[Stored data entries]

++++++++++

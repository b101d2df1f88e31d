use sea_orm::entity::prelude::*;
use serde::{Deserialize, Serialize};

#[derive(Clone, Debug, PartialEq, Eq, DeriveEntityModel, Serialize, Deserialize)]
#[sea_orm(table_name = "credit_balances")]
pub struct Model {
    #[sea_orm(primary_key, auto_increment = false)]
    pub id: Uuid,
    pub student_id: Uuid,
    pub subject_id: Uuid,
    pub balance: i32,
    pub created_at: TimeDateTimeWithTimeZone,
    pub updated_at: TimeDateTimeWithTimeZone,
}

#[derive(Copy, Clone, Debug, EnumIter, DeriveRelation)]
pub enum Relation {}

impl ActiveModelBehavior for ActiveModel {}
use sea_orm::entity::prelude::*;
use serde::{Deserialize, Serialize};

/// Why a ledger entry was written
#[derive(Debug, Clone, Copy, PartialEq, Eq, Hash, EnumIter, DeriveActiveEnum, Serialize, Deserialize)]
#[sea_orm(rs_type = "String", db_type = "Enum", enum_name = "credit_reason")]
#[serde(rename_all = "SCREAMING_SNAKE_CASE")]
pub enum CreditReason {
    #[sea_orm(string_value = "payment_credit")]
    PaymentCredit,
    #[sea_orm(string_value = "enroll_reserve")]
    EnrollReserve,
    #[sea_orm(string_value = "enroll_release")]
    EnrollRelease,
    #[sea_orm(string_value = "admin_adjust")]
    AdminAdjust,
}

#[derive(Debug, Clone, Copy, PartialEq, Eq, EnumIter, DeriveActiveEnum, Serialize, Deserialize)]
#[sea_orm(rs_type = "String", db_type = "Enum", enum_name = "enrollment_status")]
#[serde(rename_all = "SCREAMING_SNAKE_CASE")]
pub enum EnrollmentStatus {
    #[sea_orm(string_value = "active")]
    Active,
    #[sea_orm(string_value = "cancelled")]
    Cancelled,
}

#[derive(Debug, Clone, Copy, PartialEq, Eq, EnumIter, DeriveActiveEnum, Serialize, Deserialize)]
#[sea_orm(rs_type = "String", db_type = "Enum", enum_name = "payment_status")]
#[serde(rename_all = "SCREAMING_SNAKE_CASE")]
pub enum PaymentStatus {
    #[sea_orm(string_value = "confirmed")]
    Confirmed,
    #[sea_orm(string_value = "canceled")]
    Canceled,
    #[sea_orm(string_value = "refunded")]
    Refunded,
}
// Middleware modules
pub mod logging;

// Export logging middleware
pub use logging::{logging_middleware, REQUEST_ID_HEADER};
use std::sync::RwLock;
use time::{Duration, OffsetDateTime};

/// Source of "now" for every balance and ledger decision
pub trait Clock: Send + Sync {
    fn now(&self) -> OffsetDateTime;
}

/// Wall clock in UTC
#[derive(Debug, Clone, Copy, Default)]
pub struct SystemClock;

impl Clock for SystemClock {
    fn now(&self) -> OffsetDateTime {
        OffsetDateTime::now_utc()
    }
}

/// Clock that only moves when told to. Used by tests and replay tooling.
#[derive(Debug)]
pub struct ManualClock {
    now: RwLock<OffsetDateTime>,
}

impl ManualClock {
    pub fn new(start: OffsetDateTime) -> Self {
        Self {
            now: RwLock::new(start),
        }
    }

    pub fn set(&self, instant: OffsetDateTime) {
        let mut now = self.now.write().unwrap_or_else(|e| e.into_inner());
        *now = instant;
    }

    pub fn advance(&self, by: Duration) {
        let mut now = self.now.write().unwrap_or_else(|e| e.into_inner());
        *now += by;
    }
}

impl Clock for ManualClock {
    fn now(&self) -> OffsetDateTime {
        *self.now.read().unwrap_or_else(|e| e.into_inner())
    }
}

++++++++++

[Directions for this task]:
Word for word, write out all the lines shown above.

[Response below]:
repository b101d2df1f88e31d
use sea_orm::entity::prelude::*;
use serde::{Deserialize, Serialize};

#[derive(Clone, Debug, PartialEq, Eq, DeriveEntityModel, Serialize, Deserialize)]
#[sea_orm(table_name = "credit_balances")]
pub struct Model {
    #[sea_orm(primary_key, auto_increment = false)]
    pub id: Uuid,
    pub student_id: Uuid,
    pub subject_id: Uuid,
    pub balance: i32,
    pub created_at: TimeDateTimeWithTimeZone,
    pub updated_at: TimeDateTimeWithTimeZone,
}

#[derive(Copy, Clone, Debug, EnumIter, DeriveRelation)]
pub enum Relation {}

impl ActiveModelBehavior for ActiveModel {}
use sea_orm::entity::prelude::*;
use serde::{Deserialize, Serialize};

/// Why a ledger entry was written
#[derive(Debug, Clone, Copy, PartialEq, Eq, Hash, EnumIter, DeriveActiveEnum, Serialize, Deserialize)]
#[sea_orm(rs_type = "String", db_type = "Enum", enum_name = "credit_reason")]
#[serde(rename_all = "SCREAMING_SNAKE_CASE")]
pub enum CreditReason {
    #[sea_orm(string_value = "payment_credit")]
    PaymentCredit,
    #[sea_orm(string_value = "enroll_reserve")]
    EnrollReserve,
    #[sea_orm(string_value = "enroll_release")]
    EnrollRelease,
    #[sea_orm(string_value = "admin_adjust")]
    AdminAdjust,
}

#[derive(Debug, Clone, Copy, PartialEq, Eq, EnumIter, DeriveActiveEnum, Serialize, Deserialize)]
#[sea_orm(rs_type = "String", db_type = "Enum", enum_name = "enrollment_status")]
#[serde(rename_all = "SCREAMING_SNAKE_CASE")]
pub enum EnrollmentStatus {
    #[sea_orm(string_value = "active")]
    Active,
    #[sea_orm(string_value = "cancelled")]
    Cancelled,
}

#[derive(Debug, Clone, Copy, PartialEq, Eq, EnumIter, DeriveActiveEnum, Serialize, Deserialize)]
#[sea_orm(rs_type = "String", db_type = "Enum", enum_name = "payment_status")]
#[serde(rename_all = "SCREAMING_SNAKE_CASE")]
pub enum PaymentStatus {
    #[sea_orm(string_value = "confirmed")]
    Confirmed,
    #[sea_orm(string_value = "canceled")]
    Canceled,
    #[sea_orm(string_value = "refunded")]
    Refunded,
}
// Middleware modules
pub mod logging;

// Export logging middleware
pub use logging::{logging_middleware, REQUEST_ID_HEADER};
use std::sync::RwLock;
use time::{Duration, OffsetDateTime};

/// Source of "now" for every balance and ledger decision
pub trait Clock: Send + Sync {
    fn now(&self) -> OffsetDateTime;
}

/// Wall clock in UTC
#[derive(Debug, Clone, Copy, Default)]
pub struct SystemClock;

impl Clock for SystemClock {
    fn now(&self) -> OffsetDateTime {
        OffsetDateTime::now_utc()
    }
}

/// Clock that only moves when told to. Used by tests and replay tooling.
#[derive(Debug)]
pub struct ManualClock {
    now: RwLock<OffsetDateTime>,
}

impl ManualClock {
    pub fn new(start: OffsetDateTime) -> Self {
        Self {
            now: RwLock::new(start),
        }
    }

    pub fn set(&self, instant: OffsetDateTime) {
        let mut now = self.now.write().unwrap_or_else(|e| e.into_inner());
        *now = instant;
    }

    pub fn advance(&self, by: Duration) {
        let mut now = self.now.write().unwrap_or_else(|e| e.into_inner());
        *now += by;
    }
}

impl Clock for ManualClock {
    fn now(&self) -> OffsetDateTime {
        *self.now.read().unwrap_or_else(|e| e.into_inner())
    }
}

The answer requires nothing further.